Material to process -
#####

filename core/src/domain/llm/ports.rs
use std::future::Future;

use crate::domain::common::entities::app_errors::CoreError;

/// Generative model that answers a prompt with JSON matching `response_schema`.
#[cfg_attr(test, mockall::automock)]
pub trait LLMClient: Send + Sync {
    fn generate_with_text(
        &self,
        prompt: String,
        response_schema: serde_json::Value,
    ) -> impl Future<Output = Result<String, CoreError>> + Send;
}
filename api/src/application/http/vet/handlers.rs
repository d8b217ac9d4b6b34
pub mod find_vets;

pub use find_vets::*;
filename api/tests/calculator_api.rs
mod common;

use axum::http::StatusCode;
use common::{ApiContext, GEMINI_PATH, gemini_body};
use httpmock::Method::POST;
use serde_json::{Value, json};
use test_context::test_context;

#[test_context(ApiContext)]
#[tokio::test]
async fn test_health(ctx: &mut ApiContext) {
    let response = ctx.server.get("/health").await;
    response.assert_status_ok();

    let response = ctx.server.get("/health/ready").await;
    response.assert_status_ok();
    assert_eq!(response.json::<Value>()["backend"], "memory");
}

#[test_context(ApiContext)]
#[tokio::test]
async fn test_breeds(ctx: &mut ApiContext) {
    let response = ctx.server.get("/breeds").await;
    response.assert_status_ok();
    let breeds = response.json::<Value>()["data"].as_array().cloned().unwrap();
    assert!(breeds.iter().any(|b| b["id"] == "labrador"));

    let response = ctx.server.get("/breeds/chihuahua").await;
    response.assert_status_ok();
    assert_eq!(response.json::<Value>()["data"]["average_weight_kg"], 2.0);

    let response = ctx.server.get("/breeds/dragon").await;
    response.assert_status(StatusCode::NOT_FOUND);
}

#[test_context(ApiContext)]
#[tokio::test]
async fn test_calculate_ration(ctx: &mut ApiContext) {
    let response = ctx
        .server
        .post("/rations")
        .json(&json!({ "breed": "labrador", "age_in_months": 4 }))
        .await;
    response.assert_status_ok();
    let body = response.json::<Value>();
    assert_eq!(body["data"]["daily_grams"], 750.0);
    assert_eq!(body["data"]["weight_source"], "breed_average");

    let response = ctx
        .server
        .post("/rations")
        .json(&json!({ "breed": "poodle", "age_in_months": 12 }))
        .await;
    assert_eq!(response.json::<Value>()["data"]["daily_grams"], 220.0);
}

#[test_context(ApiContext)]
#[tokio::test]
async fn test_calculate_ration_errors(ctx: &mut ApiContext) {
    let response = ctx
        .server
        .post("/rations")
        .json(&json!({ "breed": "dragon", "age_in_months": 6 }))
        .await;
    response.assert_status(StatusCode::BAD_REQUEST);
    let body = response.json::<Value>();
    assert_eq!(body["code"], "E_BAD_REQUEST");
    assert!(body["message"].as_str().unwrap().contains("dragon"));

    let response = ctx
        .server
        .post("/rations")
        .json(&json!({ "breed": "golden", "age_in_months": 0 }))
        .await;
    response.assert_status(StatusCode::BAD_REQUEST);

    let response = ctx
        .server
        .post("/rations")
        .json(&json!({ "breed": "golden", "age_in_months": 241 }))
        .await;
    response.assert_status(StatusCode::BAD_REQUEST);
}

#[test_context(ApiContext)]
#[tokio::test]
async fn test_build_feeding_plan(ctx: &mut ApiContext) {
    let response = ctx
        .server
        .post("/feeding-plans")
        .json(&json!({ "age_in_months": 1, "daily_grams": 40 }))
        .await;
    response.assert_status_ok();

    let body = response.json::<Value>()["data"].clone();
    let portions: Vec<f64> = body["meals"]
        .as_array()
        .unwrap()
        .iter()
        .map(|m| m["portion_grams"].as_f64().unwrap())
        .collect();
    assert_eq!(portions, vec![14.0, 13.0, 13.0]);
    assert!(!body["recommendations"].as_array().unwrap().is_empty());
}

#[test_context(ApiContext)]
#[tokio::test]
async fn test_generate_feeding_plan_rebalances(ctx: &mut ApiContext) {
    let plan = json!({
        "plan": {
            "meals": [
                { "meal_name": "Breakfast", "time": "07:30", "portion_grams": 200 },
                { "meal_name": "Dinner", "time": "18:30", "portion_grams": 200 }
            ],
            "recommendations": ["Weigh Rex once a month."]
        }
    });
    ctx.upstream
        .mock_async(|when, then| {
            when.method(POST).path(GEMINI_PATH);
            then.status(200).json_body(gemini_body(&plan.to_string()));
        })
        .await;

    let response = ctx
        .server
        .post("/feeding-plans/generate")
        .json(&json!({
            "dog_name": "Rex",
            "breed": "labrador",
            "age_in_months": 14,
            "weight_kg": 30,
            "daily_grams": 450
        }))
        .await;
    response.assert_status_ok();

    let body = response.json::<Value>()["data"].clone();
    assert_eq!(body["source"], "ai_rebalanced");
    assert_eq!(body["plan"]["meals"][0]["time"], "07:30");
    let total: f64 = body["plan"]["meals"]
        .as_array()
        .unwrap()
        .iter()
        .map(|m| m["portion_grams"].as_f64().unwrap())
        .sum();
    assert_eq!(total, 450.0);
}

#[test_context(ApiContext)]
#[tokio::test]
async fn test_chat_unavailable_is_503(ctx: &mut ApiContext) {
    ctx.upstream
        .mock_async(|when, then| {
            when.method(POST).path(GEMINI_PATH);
            then.status(500).body("boom");
        })
        .await;

    let response = ctx
        .server
        .post("/chat")
        .json(&json!({ "question": "How often should my dog eat?", "history": [] }))
        .await;
    response.assert_status(StatusCode::SERVICE_UNAVAILABLE);

    let body = response.json::<Value>();
    assert!(!body["message"].as_str().unwrap().contains("boom"));
}

#[test_context(ApiContext)]
#[tokio::test]
async fn test_chat(ctx: &mut ApiContext) {
    ctx.upstream
        .mock_async(|when, then| {
            when.method(POST).path(GEMINI_PATH);
            then.status(200)
                .json_body(gemini_body(r#"{"answer": "Twice a day for adults."}"#));
        })
        .await;

    let response = ctx
        .server
        .post("/chat")
        .json(&json!({
            "question": "How often should my dog eat?",
            "history": [{ "user": "Hi", "bot": "Hello!" }]
        }))
        .await;
    response.assert_status_ok();
    assert_eq!(response.json::<Value>()["data"]["answer"], "Twice a day for adults.");
}

#[test_context(ApiContext)]
#[tokio::test]
async fn test_quick_answer(ctx: &mut ApiContext) {
    let response = ctx
        .server
        .post("/chat/quick")
        .json(&json!({ "question": "Is chocolate toxic?" }))
        .await;
    response.assert_status_ok();
    assert_eq!(response.json::<Value>()["data"]["topic"], "faq");

    let response = ctx
        .server
        .post("/chat/quick")
        .json(&json!({ "question": "" }))
        .await;
    response.assert_status(StatusCode::BAD_REQUEST);
}
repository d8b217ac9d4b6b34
pub mod api_entities;
pub mod app_state;
pub mod http_server;
pub mod openapi;
use serde::{Deserialize, Serialize};
use utoipa::ToSchema;

use crate::domain::{feeding_plan::entities::FeedingPlan, pet::value_objects::PetReference};

#[derive(Debug, Clone)]
pub struct GenerateFeedingPlanInput {
    pub dog_name: String,
    pub breed: String,
    pub age_in_months: f64,
    pub weight_kg: f64,
    pub daily_grams: f64,
    /// When set, the generated plan replaces the pet's stored plan.
    pub pet: Option<PetReference>,
}

#[derive(Debug, Clone, Copy, PartialEq, Eq, Serialize, Deserialize, ToSchema)]
#[serde(rename_all = "snake_case")]
pub enum PlanSource {
    /// The model's plan, used as returned.
    Ai,
    /// The model's meals and times with portions re-split to match the daily total.
    AiRebalanced,
    /// The model answered with an unusable plan; the built-in split was used.
    Deterministic,
}

#[derive(Debug, Clone, PartialEq, Serialize, Deserialize, ToSchema)]
pub struct GeneratedFeedingPlan {
    pub plan: FeedingPlan,
    pub source: PlanSource,
}

/// Shape of the model response.
#[derive(Debug, Clone, Deserialize)]
pub struct AiFeedingPlanResponse {
    pub plan: AiFeedingPlan,
}

#[derive(Debug, Clone, Deserialize)]
pub struct AiFeedingPlan {
    pub meals: Vec<AiMeal>,
    #[serde(default)]
    pub recommendations: Vec<String>,
}

#[derive(Debug, Clone, Deserialize)]
pub struct AiMeal {
    pub meal_name: String,
    pub time: String,
    pub portion_grams: f64,
}
pub mod postgres;
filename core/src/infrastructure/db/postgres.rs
use sea_orm::{DatabaseConnection, SqlxPostgresConnector};
use sqlx::postgres::PgPoolOptions;
use tracing::{error, info};

use crate::domain::common::{DatabaseConfig, entities::app_errors::CoreError};

const MAX_CONNECTIONS: u32 = 10;

/// Connects to Postgres, applies pending migrations and hands the pool to sea-orm.
pub async fn get_postgres_connection_pool(
    config: &DatabaseConfig,
) -> Result<DatabaseConnection, CoreError> {
    let pool = PgPoolOptions::new()
        .max_connections(MAX_CONNECTIONS)
        .connect(&config.url())
        .await
        .map_err(|e| {
            error!("Failed to connect to database {}:{}: {}", config.host, config.port, e);
            CoreError::StorageError("Failed to connect to database".to_string())
        })?;

    sqlx::migrate!("./migrations").run(&pool).await.map_err(|e| {
        error!("Failed to run migrations: {}", e);
        CoreError::StorageError("Failed to run migrations".to_string())
    })?;

    info!("Connected to database {} on {}:{}", config.name, config.host, config.port);
    Ok(SqlxPostgresConnector::from_sqlx_postgres_pool(pool))
}
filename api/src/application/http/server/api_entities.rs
pub mod api_error;
pub mod response;
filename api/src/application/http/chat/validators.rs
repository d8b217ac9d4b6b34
use fidofeed_core::domain::chat::entities::ChatTurn;
use serde::{Deserialize, Serialize};
use utoipa::ToSchema;
use validator::Validate;

#[derive(Debug, Serialize, Deserialize, Validate, ToSchema)]
pub struct ChatValidator {
    #[validate(length(min = 1, max = 2000, message = "question must have 1 to 2000 characters"))]
    pub question: String,

    /// Earlier exchanges, oldest first.
    #[serde(default)]
    #[validate(length(max = 50, message = "history is limited to 50 turns"))]
    pub history: Vec<ChatTurn>,
}

#[derive(Debug, Serialize, Deserialize, Validate, ToSchema)]
pub struct QuickAnswerValidator {
    #[validate(length(min = 1, max = 2000, message = "question must have 1 to 2000 characters"))]
    pub question: String,
}
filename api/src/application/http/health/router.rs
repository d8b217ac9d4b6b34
use axum::{Router, routing::get};
use utoipa::OpenApi;

use super::handlers::{__path_health_live, __path_health_ready, health_live, health_ready};
use crate::application::http::server::app_state::AppState;

#[derive(OpenApi)]
#[openapi(paths(health_live, health_ready))]
pub struct HealthApiDoc;

pub fn health_routes(root_path: &str) -> Router<AppState> {
    Router::new()
        .route(&format!("{root_path}/health"), get(health_live))
        .route(&format!("{root_path}/health/ready"), get(health_ready))
}
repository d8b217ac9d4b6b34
pub mod entities;
pub mod knowledge_base;
pub mod ports;
pub mod prompts;
pub mod schema;
pub mod services;
pub mod value_objects;

pub use entities::*;
pub use knowledge_base::KnowledgeBase;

#####

Aim of the task - Your answer should be only the number of lines in the entries above that hold the string "model".

Task solution - 5